*EXERCISE*.
Restate the records in their entirety, word for word.

Top of RECORDED DATA

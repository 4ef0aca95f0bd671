// SPDX-License-Identifier: Apache-2.0
// Copyright Open Network Fabric Authors

//! gRPC client of the flow service.

use std::time::Duration;

use async_trait::async_trait;
use rte::request::RequestFlowCreate;
use tonic::client::Grpc;
use tonic::codegen::http::uri::PathAndQuery;
use tonic::transport::{Channel, Endpoint};
use tracing::{debug, instrument};

use crate::messages::{
    FlowInfo, PortsInformation, RequestFlowIsolate, RequestFlowofPort, RequestListPorts,
    RequestofPort, ResponseFlow, ResponseFlowCreate, ResponseFlowList, ResponseFlowQuery,
    ResponseListPorts, RteFlowError, RteFlowQueryCount,
};
use crate::{FlowService, RpcError};

const VALIDATE: &str = "/flow.FlowService/Validate";
const CREATE: &str = "/flow.FlowService/Create";
const DESTROY: &str = "/flow.FlowService/Destroy";
const QUERY: &str = "/flow.FlowService/Query";
const LIST: &str = "/flow.FlowService/List";
const FLUSH: &str = "/flow.FlowService/Flush";
const ISOLATE: &str = "/flow.FlowService/Isolate";
const LIST_PORTS: &str = "/flow.FlowService/ListPorts";

/// [`FlowService`] over a gRPC channel.
///
/// Cloning is cheap, clones share the channel.
#[derive(Debug, Clone)]
pub struct GrpcFlowClient {
    inner: Grpc<Channel>,
}

impl GrpcFlowClient {
    /// Create a client for `endpoint` (e.g. `http://localhost:31000`).
    ///
    /// The connection is only established on the first call. Every call is bounded by `timeout`.
    ///
    /// # Errors
    ///
    /// Fails if `endpoint` is not a valid URI.
    pub fn connect_lazy(endpoint: &str, timeout: Duration) -> Result<Self, RpcError> {
        let channel = Endpoint::from_shared(endpoint.to_string())
            .map_err(|e| RpcError::InvalidEndpoint {
                endpoint: endpoint.to_string(),
                reason: e.to_string(),
            })?
            .timeout(timeout)
            .connect_timeout(timeout)
            .connect_lazy();
        debug!("flow service client for {endpoint}, timeout {timeout:?}");
        Ok(Self {
            inner: Grpc::new(channel),
        })
    }

    async fn unary<Req, Resp>(&self, path: &'static str, request: Req) -> Result<Resp, RpcError>
    where
        Req: prost::Message + Send + Sync + 'static,
        Resp: prost::Message + Default + Send + Sync + 'static,
    {
        let mut grpc = self.inner.clone();
        grpc.ready()
            .await
            .map_err(|e| RpcError::Transport(e.to_string()))?;
        let codec = tonic_prost::ProstCodec::default();
        let response = grpc
            .unary(
                tonic::Request::new(request),
                PathAndQuery::from_static(path),
                codec,
            )
            .await?;
        Ok(response.into_inner())
    }
}

#[async_trait]
impl FlowService for GrpcFlowClient {
    #[instrument(level = "debug", skip_all, fields(port_id = request.port_id))]
    async fn validate(&self, request: RequestFlowCreate) -> Result<(), RpcError> {
        let response: ResponseFlow = self.unary(VALIDATE, request).await?;
        RteFlowError::check(response.error_info.as_ref())
    }

    #[instrument(level = "debug", skip_all, fields(port_id = request.port_id))]
    async fn create(&self, request: RequestFlowCreate) -> Result<u32, RpcError> {
        let response: ResponseFlowCreate = self.unary(CREATE, request).await?;
        RteFlowError::check(response.error_info.as_ref())?;
        Ok(response.flow_id)
    }

    #[instrument(level = "debug", skip(self))]
    async fn destroy(&self, port_id: u32, flow_id: u32) -> Result<(), RpcError> {
        let response: ResponseFlow = self
            .unary(DESTROY, RequestFlowofPort { port_id, flow_id })
            .await?;
        RteFlowError::check(response.error_info.as_ref())
    }

    #[instrument(level = "debug", skip(self))]
    async fn query(&self, port_id: u32, flow_id: u32) -> Result<RteFlowQueryCount, RpcError> {
        let response: ResponseFlowQuery = self
            .unary(QUERY, RequestFlowofPort { port_id, flow_id })
            .await?;
        RteFlowError::check(response.error_info.as_ref())?;
        Ok(response.count.unwrap_or_default())
    }

    #[instrument(level = "debug", skip(self))]
    async fn list(&self, port_id: u32) -> Result<Vec<FlowInfo>, RpcError> {
        let response: ResponseFlowList = self.unary(LIST, RequestofPort { port_id }).await?;
        RteFlowError::check(response.error_info.as_ref())?;
        Ok(response.flows)
    }

    #[instrument(level = "debug", skip(self))]
    async fn flush(&self, port_id: u32) -> Result<(), RpcError> {
        let response: ResponseFlow = self.unary(FLUSH, RequestofPort { port_id }).await?;
        RteFlowError::check(response.error_info.as_ref())
    }

    #[instrument(level = "debug", skip(self))]
    async fn isolate(&self, port_id: u32, set: bool) -> Result<(), RpcError> {
        let request = RequestFlowIsolate {
            port_id,
            set: i32::from(set),
        };
        let response: ResponseFlow = self.unary(ISOLATE, request).await?;
        RteFlowError::check(response.error_info.as_ref())
    }

    async fn list_ports(&self) -> Result<Vec<PortsInformation>, RpcError> {
        let response: ResponseListPorts = self.unary(LIST_PORTS, RequestListPorts {}).await?;
        Ok(response.ports)
    }
}

#[cfg(test)]
mod tests {
    use super::*;

    #[test]
    fn rejects_bad_endpoint() {
        let err = GrpcFlowClient::connect_lazy("not a uri", Duration::from_secs(2)).unwrap_err();
        assert!(matches!(err, RpcError::InvalidEndpoint { .. }));
    }

    #[tokio::test]
    async fn unreachable_service_is_an_error() {
        // nothing listens on the discard port
        let client =
            GrpcFlowClient::connect_lazy("http://127.0.0.1:9", Duration::from_millis(200)).unwrap();
        assert!(client.list_ports().await.is_err());
    }
}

Bottom of RECORDED DATA

*EXERCISE RESPONSE*.
repository 4ef0aca95f0bd671
// SPDX-License-Identifier: Apache-2.0
// Copyright Open Network Fabric Authors

//! gRPC client of the flow service.

use std::time::Duration;

use async_trait::async_trait;
use rte::request::RequestFlowCreate;
use tonic::client::Grpc;
use tonic::codegen::http::uri::PathAndQuery;
use tonic::transport::{Channel, Endpoint};
use tracing::{debug, instrument};

use crate::messages::{
    FlowInfo, PortsInformation, RequestFlowIsolate, RequestFlowofPort, RequestListPorts,
    RequestofPort, ResponseFlow, ResponseFlowCreate, ResponseFlowList, ResponseFlowQuery,
    ResponseListPorts, RteFlowError, RteFlowQueryCount,
};
use crate::{FlowService, RpcError};

const VALIDATE: &str = "/flow.FlowService/Validate";
const CREATE: &str = "/flow.FlowService/Create";
const DESTROY: &str = "/flow.FlowService/Destroy";
const QUERY: &str = "/flow.FlowService/Query";
const LIST: &str = "/flow.FlowService/List";
const FLUSH: &str = "/flow.FlowService/Flush";
const ISOLATE: &str = "/flow.FlowService/Isolate";
const LIST_PORTS: &str = "/flow.FlowService/ListPorts";

/// [`FlowService`] over a gRPC channel.
///
/// Cloning is cheap, clones share the channel.
#[derive(Debug, Clone)]
pub struct GrpcFlowClient {
    inner: Grpc<Channel>,
}

impl GrpcFlowClient {
    /// Create a client for `endpoint` (e.g. `http://localhost:31000`).
    ///
    /// The connection is only established on the first call. Every call is bounded by `timeout`.
    ///
    /// # Errors
    ///
    /// Fails if `endpoint` is not a valid URI.
    pub fn connect_lazy(endpoint: &str, timeout: Duration) -> Result<Self, RpcError> {
        let channel = Endpoint::from_shared(endpoint.to_string())
            .map_err(|e| RpcError::InvalidEndpoint {
                endpoint: endpoint.to_string(),
                reason: e.to_string(),
            })?
            .timeout(timeout)
            .connect_timeout(timeout)
            .connect_lazy();
        debug!("flow service client for {endpoint}, timeout {timeout:?}");
        Ok(Self {
            inner: Grpc::new(channel),
        })
    }

    async fn unary<Req, Resp>(&self, path: &'static str, request: Req) -> Result<Resp, RpcError>
    where
        Req: prost::Message + Send + Sync + 'static,
        Resp: prost::Message + Default + Send + Sync + 'static,
    {
        let mut grpc = self.inner.clone();
        grpc.ready()
            .await
            .map_err(|e| RpcError::Transport(e.to_string()))?;
        let codec = tonic_prost::ProstCodec::default();
        let response = grpc
            .unary(
                tonic::Request::new(request),
                PathAndQuery::from_static(path),
                codec,
            )
            .await?;
        Ok(response.into_inner())
    }
}

#[async_trait]
impl FlowService for GrpcFlowClient {
    #[instrument(level = "debug", skip_all, fields(port_id = request.port_id))]
    async fn validate(&self, request: RequestFlowCreate) -> Result<(), RpcError> {
        let response: ResponseFlow = self.unary(VALIDATE, request).await?;
        RteFlowError::check(response.error_info.as_ref())
    }

    #[instrument(level = "debug", skip_all, fields(port_id = request.port_id))]
    async fn create(&self, request: RequestFlowCreate) -> Result<u32, RpcError> {
        let response: ResponseFlowCreate = self.unary(CREATE, request).await?;
        RteFlowError::check(response.error_info.as_ref())?;
        Ok(response.flow_id)
    }

    #[instrument(level = "debug", skip(self))]
    async fn destroy(&self, port_id: u32, flow_id: u32) -> Result<(), RpcError> {
        let response: ResponseFlow = self
            .unary(DESTROY, RequestFlowofPort { port_id, flow_id })
            .await?;
        RteFlowError::check(response.error_info.as_ref())
    }

    #[instrument(level = "debug", skip(self))]
    async fn query(&self, port_id: u32, flow_id: u32) -> Result<RteFlowQueryCount, RpcError> {
        let response: ResponseFlowQuery = self
            .unary(QUERY, RequestFlowofPort { port_id, flow_id })
            .await?;
        RteFlowError::check(response.error_info.as_ref())?;
        Ok(response.count.unwrap_or_default())
    }

    #[instrument(level = "debug", skip(self))]
    async fn list(&self, port_id: u32) -> Result<Vec<FlowInfo>, RpcError> {
        let response: ResponseFlowList = self.unary(LIST, RequestofPort { port_id }).await?;
        RteFlowError::check(response.error_info.as_ref())?;
        Ok(response.flows)
    }

    #[instrument(level = "debug", skip(self))]
    async fn flush(&self, port_id: u32) -> Result<(), RpcError> {
        let response: ResponseFlow = self.unary(FLUSH, RequestofPort { port_id }).await?;
        RteFlowError::check(response.error_info.as_ref())
    }

    #[instrument(level = "debug", skip(self))]
    async fn isolate(&self, port_id: u32, set: bool) -> Result<(), RpcError> {
        let request = RequestFlowIsolate {
            port_id,
            set: i32::from(set),
        };
        let response: ResponseFlow = self.unary(ISOLATE, request).await?;
        RteFlowError::check(response.error_info.as_ref())
    }

    async fn list_ports(&self) -> Result<Vec<PortsInformation>, RpcError> {
        let response: ResponseListPorts = self.unary(LIST_PORTS, RequestListPorts {}).await?;
        Ok(response.ports)
    }
}

#[cfg(test)]
mod tests {
    use super::*;

    #[test]
    fn rejects_bad_endpoint() {
        let err = GrpcFlowClient::connect_lazy("not a uri", Duration::from_secs(2)).unwrap_err();
        assert!(matches!(err, RpcError::InvalidEndpoint { .. }));
    }

    #[tokio::test]
    async fn unreachable_service_is_an_error() {
        // nothing listens on the discard port
        let client =
            GrpcFlowClient::connect_lazy("http://127.0.0.1:9", Duration::from_millis(200)).unwrap();
        assert!(client.list_ports().await.is_err());
    }
}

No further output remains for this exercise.